▶ [PROBLEM DETAILS] Return the lines below in which the string "ResolvedProvider" occurs.

Dataset entries:

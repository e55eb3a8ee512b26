//! Supported LLM vendors and the closed set of provider clients

use super::anthropic::AnthropicClient;
use super::openai::OpenAiClient;
use super::{GenerateRequest, LlmProvider, TextStream};
use crate::config::{RateLimitConfig, ResolvedProvider};
use crate::error::{Result, ScoutError};
use async_trait::async_trait;
use serde::{Deserialize, Serialize};
use std::fmt;
use std::str::FromStr;

/// LLM vendor identifier
#[derive(Debug, Clone, Copy, PartialEq, Eq, Hash, Serialize, Deserialize)]
#[serde(rename_all = "lowercase")]
pub enum ProviderKind {
    #[serde(rename = "openai")]
    OpenAi,
    Anthropic,
    #[serde(rename = "deepseek")]
    DeepSeek,
}

impl ProviderKind {
    pub const ALL: [ProviderKind; 3] = [
        ProviderKind::OpenAi,
        ProviderKind::Anthropic,
        ProviderKind::DeepSeek,
    ];

    pub fn as_str(&self) -> &'static str {
        match self {
            Self::OpenAi => "openai",
            Self::Anthropic => "anthropic",
            Self::DeepSeek => "deepseek",
        }
    }

    pub fn default_model(&self) -> &'static str {
        match self {
            Self::OpenAi => "gpt-4",
            Self::Anthropic => "claude-3-sonnet-20240229",
            Self::DeepSeek => "deepseek-chat",
        }
    }

    pub fn default_base_url(&self) -> &'static str {
        match self {
            Self::OpenAi => "https://api.openai.com",
            Self::Anthropic => "https://api.anthropic.com",
            Self::DeepSeek => "https://api.deepseek.com",
        }
    }

    /// Request ceilings matching each vendor's published limits
    pub fn default_rate_limit(&self) -> RateLimitConfig {
        let (requests_per_minute, requests_per_hour) = match self {
            Self::OpenAi => (20, 1000),
            Self::Anthropic => (50, 2000),
            Self::DeepSeek => (100, 5000),
        };
        RateLimitConfig {
            requests_per_minute,
            requests_per_hour,
        }
    }

    /// Environment variable the application layer reads the key from
    pub fn api_key_var(&self) -> &'static str {
        match self {
            Self::OpenAi => "OPENAI_API_KEY",
            Self::Anthropic => "ANTHROPIC_API_KEY",
            Self::DeepSeek => "DEEPSEEK_API_KEY",
        }
    }
}

impl fmt::Display for ProviderKind {
    fn fmt(&self, f: &mut fmt::Formatter<'_>) -> fmt::Result {
        f.write_str(self.as_str())
    }
}

impl FromStr for ProviderKind {
    type Err = ScoutError;

    fn from_str(s: &str) -> Result<Self> {
        match s.trim().to_lowercase().as_str() {
            "openai" => Ok(Self::OpenAi),
            "anthropic" => Ok(Self::Anthropic),
            "deepseek" => Ok(Self::DeepSeek),
            other => Err(ScoutError::Config(format!(
                "unsupported provider: {}",
                other
            ))),
        }
    }
}

/// Concrete provider client, one variant per supported vendor
pub enum ProviderClient {
    OpenAi(OpenAiClient),
    Anthropic(AnthropicClient),
    DeepSeek(OpenAiClient),
}

impl ProviderClient {
    /// Build the client for a resolved provider configuration
    pub fn from_resolved(resolved: &ResolvedProvider) -> Result<Self> {
        Ok(match resolved.kind {
            ProviderKind::OpenAi => Self::OpenAi(OpenAiClient::new(resolved)?),
            ProviderKind::Anthropic => Self::Anthropic(AnthropicClient::new(resolved)?),
            ProviderKind::DeepSeek => Self::DeepSeek(OpenAiClient::new(resolved)?),
        })
    }

    pub fn kind(&self) -> ProviderKind {
        match self {
            Self::OpenAi(_) => ProviderKind::OpenAi,
            Self::Anthropic(_) => ProviderKind::Anthropic,
            Self::DeepSeek(_) => ProviderKind::DeepSeek,
        }
    }

    fn inner(&self) -> &dyn LlmProvider {
        match self {
            Self::OpenAi(client) | Self::DeepSeek(client) => client,
            Self::Anthropic(client) => client,
        }
    }
}

#[async_trait]
impl LlmProvider for ProviderClient {
    async fn generate(&self, request: &GenerateRequest) -> Result<String> {
        self.inner().generate(request).await
    }

    async fn stream_generate(&self, request: &GenerateRequest) -> Result<TextStream> {
        self.inner().stream_generate(request).await
    }

    fn name(&self) -> &str {
        self.kind().as_str()
    }
}

#[cfg(test)]
mod tests {
    use super::*;

    #[test]
    fn test_parse_provider_names() {
        assert_eq!("OpenAI".parse::<ProviderKind>().unwrap(), ProviderKind::OpenAi);
        assert_eq!(
            " anthropic ".parse::<ProviderKind>().unwrap(),
            ProviderKind::Anthropic
        );
        assert_eq!(
            "deepseek".parse::<ProviderKind>().unwrap(),
            ProviderKind::DeepSeek
        );
        assert!("gemini".parse::<ProviderKind>().is_err());
    }

    #[test]
    fn test_serde_names_match_display() {
        for kind in ProviderKind::ALL {
            let json = serde_json::to_string(&kind).unwrap();
            assert_eq!(json, format!("\"{}\"", kind));
        }
    }

    #[test]
    fn test_vendor_rate_limits_differ() {
        assert!(
            ProviderKind::OpenAi.default_rate_limit().requests_per_minute
                < ProviderKind::DeepSeek.default_rate_limit().requests_per_minute
        );
    }
}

▶ [TASK RESULT]
use crate::config::{RateLimitConfig, ResolvedProvider};
    pub fn from_resolved(resolved: &ResolvedProvider) -> Result<Self> {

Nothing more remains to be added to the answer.